Ein Labubu ist etwa so nötig, wie Haare auf den Zähnen. Und doch gibt es Sammler*innen, die wohl alles dafür tun würden.


Aufgepasst! Das Warten hat ein Ende: Ein neuer Labubu-Drop füllt die Läden und Onlineshops. Die glitzernden Exemplare muss man unbedingt seiner Sammlung hinzufügen. Doch die Chance, eines schnell genug zu erwischen, ist gering. Deshalb: Ab in die Läden, so viele Überraschungsbo-xen hamstern, wie es das Budget erlaubt, und hoffen, man erhält das neuste! Nur für CHF 44.95 im Manor.
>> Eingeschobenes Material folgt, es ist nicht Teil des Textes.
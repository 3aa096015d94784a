//! Process-level state shared by scrapers: settings, the browser executor
//! and the per-origin fetch-context cache.
//!
//! Build one [`ScraperRuntime`] at startup and hand an `Arc` of it to every
//! [`Scraper`](crate::Scraper). Tests build their own isolated runtimes.

use std::sync::Arc;

use tracing::instrument;

use crate::browser::BrowserFallback;
use crate::config::ScraperSettings;
use crate::fetch::{FetchContextCache, FetchError, ResolveRetry};

/// Shared scraping state with an explicit lifecycle.
#[derive(Debug)]
pub struct ScraperRuntime {
    settings: ScraperSettings,
    browser: Arc<BrowserFallback>,
    contexts: FetchContextCache,
}

impl ScraperRuntime {
    /// A runtime driving the build's default browser launcher.
    #[must_use]
    pub fn new(settings: ScraperSettings) -> Self {
        Self::with_browser(settings, Arc::new(BrowserFallback::default()))
    }

    /// A runtime using the given browser executor.
    #[must_use]
    pub fn with_browser(settings: ScraperSettings, browser: Arc<BrowserFallback>) -> Self {
        Self {
            settings,
            browser,
            contexts: FetchContextCache::new(),
        }
    }

    #[must_use]
    pub fn settings(&self) -> &ScraperSettings {
        &self.settings
    }

    #[must_use]
    pub fn browser(&self) -> &Arc<BrowserFallback> {
        &self.browser
    }

    #[must_use]
    pub fn contexts(&self) -> &FetchContextCache {
        &self.contexts
    }

    /// Where `url` redirects to, using the cached context for `reference`.
    ///
    /// # Errors
    ///
    /// Returns a [`FetchError`] when the HEAD request fails.
    pub async fn resolve_final_url(&self, url: &str, reference: &str) -> Result<String, FetchError> {
        self.contexts.resolve_final_url(url, reference).await
    }

    /// Batch form of [`resolve_final_url`](Self::resolve_final_url); failures become `""`.
    pub async fn resolve_final_urls(&self, urls: &[String], reference: &str, retry: ResolveRetry) -> Vec<String> {
        self.contexts.resolve_final_urls(urls, reference, retry).await
    }

    /// Closes the browser and forgets cached fetch contexts.
    #[instrument(skip(self))]
    pub async fn shutdown(&self) {
        self.browser.shutdown().await;
        self.contexts.clear();
    }
}

impl Default for ScraperRuntime {
    fn default() -> Self {
        Self::new(ScraperSettings::default())
    }
}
Inklusive Mehrwertsteuer. Klingt sehr einladend, oder? Trifft es «unwiderstehlich» auch?

Durch das virale Marketing auf TikTok sind die Labubus ein weltweites Phänomen geworden. Lisa aus der koreanischen Popband «BLACKPINK» preist seit Anfang 2024 fleissig Anhänger und Plüschtiere in Labubu-Form an und bezeichnet sich als grossen Fan. Durch ihre Aussagen zu Labubus wurde aus dem kleinen Spielzeug ein riesengrosser internationaler Hype. Wang Ning, der Gründer der Marke «Pop Mart», freut sich auf jeden Fall besonders, so viele Menschen an der Angel zu haben; denn durch die grosse Nachfrage wurde er 2025 zum Multimilliardär.

Exklusivität durch Verknappung

Wie wird man mit dem Verkauf von bedenklich originellem Spielzeug so reich? Indem man eine funktionierende Idee zu Gold macht. Im Fall Pop Marts liegt die Strategie in der Verknappung: Die sogenannten «Blind-Boxes» regen durch die Unwissenheit über deren Inhalt den Sammlerinstinkt an, wodurch Menschen Unmengen an Geld für industrielle Massenware aus Plastik und Kunstfell ausgeben. Doch was sagt das über unsere Konsumgesellschaft aus? Das Auspacken wird zum Spiel und die Aufregung triggert unser Belohnungssystem; die Nachfrage nimmt rasant zu, das Angebot bleibt klein, die Preise steigen ins Absurde. Es scheint, als ob das Sammeln auf Gegenseitigkeit beruht: Menschen sammeln Figuren und damit Dopamin, das Unternehmen Pop Mart sammelt Kund*innen und eine ganze Menge Geld.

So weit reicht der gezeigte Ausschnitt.